WHAT YOU WILL DO ::
Below are some entries; can you quote all of them exactly?

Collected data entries
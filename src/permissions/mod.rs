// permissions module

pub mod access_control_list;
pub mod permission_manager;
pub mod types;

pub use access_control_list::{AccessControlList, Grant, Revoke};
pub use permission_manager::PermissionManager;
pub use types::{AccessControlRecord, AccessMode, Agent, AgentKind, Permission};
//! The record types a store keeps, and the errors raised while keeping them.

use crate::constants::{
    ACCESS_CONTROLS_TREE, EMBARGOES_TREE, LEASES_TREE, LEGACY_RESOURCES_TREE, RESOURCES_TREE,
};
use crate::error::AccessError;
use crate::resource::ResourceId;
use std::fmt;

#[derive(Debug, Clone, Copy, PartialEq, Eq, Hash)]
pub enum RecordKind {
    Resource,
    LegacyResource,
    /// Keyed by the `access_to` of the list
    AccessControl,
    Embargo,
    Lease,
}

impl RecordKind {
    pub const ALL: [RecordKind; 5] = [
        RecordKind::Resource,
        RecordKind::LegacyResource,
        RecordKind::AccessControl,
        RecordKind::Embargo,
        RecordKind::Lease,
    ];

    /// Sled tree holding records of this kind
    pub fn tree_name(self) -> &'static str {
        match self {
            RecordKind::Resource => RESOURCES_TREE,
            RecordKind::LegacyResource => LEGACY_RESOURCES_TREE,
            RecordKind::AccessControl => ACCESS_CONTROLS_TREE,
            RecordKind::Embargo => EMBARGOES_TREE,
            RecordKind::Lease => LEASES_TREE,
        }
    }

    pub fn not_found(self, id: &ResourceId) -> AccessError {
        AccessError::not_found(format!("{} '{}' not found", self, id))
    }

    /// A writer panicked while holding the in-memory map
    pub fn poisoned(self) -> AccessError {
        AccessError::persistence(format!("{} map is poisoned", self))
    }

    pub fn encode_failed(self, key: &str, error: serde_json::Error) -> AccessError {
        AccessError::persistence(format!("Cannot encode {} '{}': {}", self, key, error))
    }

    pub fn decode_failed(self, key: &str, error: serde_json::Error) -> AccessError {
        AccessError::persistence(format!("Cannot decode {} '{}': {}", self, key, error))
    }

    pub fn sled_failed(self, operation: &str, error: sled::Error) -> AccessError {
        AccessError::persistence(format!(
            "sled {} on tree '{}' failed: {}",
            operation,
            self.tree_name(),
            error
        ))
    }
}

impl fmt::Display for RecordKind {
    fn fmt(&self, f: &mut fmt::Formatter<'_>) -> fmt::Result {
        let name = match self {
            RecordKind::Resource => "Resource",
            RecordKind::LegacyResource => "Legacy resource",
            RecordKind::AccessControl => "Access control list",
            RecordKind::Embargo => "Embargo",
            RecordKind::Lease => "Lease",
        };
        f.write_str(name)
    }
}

THE COMPLETED TASK ::
filename src/permissions/mod.rs
// permissions module

pub mod access_control_list;
pub mod permission_manager;
pub mod types;

pub use access_control_list::{AccessControlList, Grant, Revoke};
pub use permission_manager::PermissionManager;
pub use types::{AccessControlRecord, AccessMode, Agent, AgentKind, Permission};
//! The record types a store keeps, and the errors raised while keeping them.

use crate::constants::{
    ACCESS_CONTROLS_TREE, EMBARGOES_TREE, LEASES_TREE, LEGACY_RESOURCES_TREE, RESOURCES_TREE,
};
use crate::error::AccessError;
use crate::resource::ResourceId;
use std::fmt;

#[derive(Debug, Clone, Copy, PartialEq, Eq, Hash)]
pub enum RecordKind {
    Resource,
    LegacyResource,
    /// Keyed by the `access_to` of the list
    AccessControl,
    Embargo,
    Lease,
}

impl RecordKind {
    pub const ALL: [RecordKind; 5] = [
        RecordKind::Resource,
        RecordKind::LegacyResource,
        RecordKind::AccessControl,
        RecordKind::Embargo,
        RecordKind::Lease,
    ];

    /// Sled tree holding records of this kind
    pub fn tree_name(self) -> &'static str {
        match self {
            RecordKind::Resource => RESOURCES_TREE,
            RecordKind::LegacyResource => LEGACY_RESOURCES_TREE,
            RecordKind::AccessControl => ACCESS_CONTROLS_TREE,
            RecordKind::Embargo => EMBARGOES_TREE,
            RecordKind::Lease => LEASES_TREE,
        }
    }

    pub fn not_found(self, id: &ResourceId) -> AccessError {
        AccessError::not_found(format!("{} '{}' not found", self, id))
    }

    /// A writer panicked while holding the in-memory map
    pub fn poisoned(self) -> AccessError {
        AccessError::persistence(format!("{} map is poisoned", self))
    }

    pub fn encode_failed(self, key: &str, error: serde_json::Error) -> AccessError {
        AccessError::persistence(format!("Cannot encode {} '{}': {}", self, key, error))
    }

    pub fn decode_failed(self, key: &str, error: serde_json::Error) -> AccessError {
        AccessError::persistence(format!("Cannot decode {} '{}': {}", self, key, error))
    }

    pub fn sled_failed(self, operation: &str, error: sled::Error) -> AccessError {
        AccessError::persistence(format!(
            "sled {} on tree '{}' failed: {}",
            operation,
            self.tree_name(),
            error
        ))
    }
}

impl fmt::Display for RecordKind {
    fn fmt(&self, f: &mut fmt::Formatter<'_>) -> fmt::Result {
        let name = match self {
            RecordKind::Resource => "Resource",
            RecordKind::LegacyResource => "Legacy resource",
            RecordKind::AccessControl => "Access control list",
            RecordKind::Embargo => "Embargo",
            RecordKind::Lease => "Lease",
        };
        f.write_str(name)
    }
}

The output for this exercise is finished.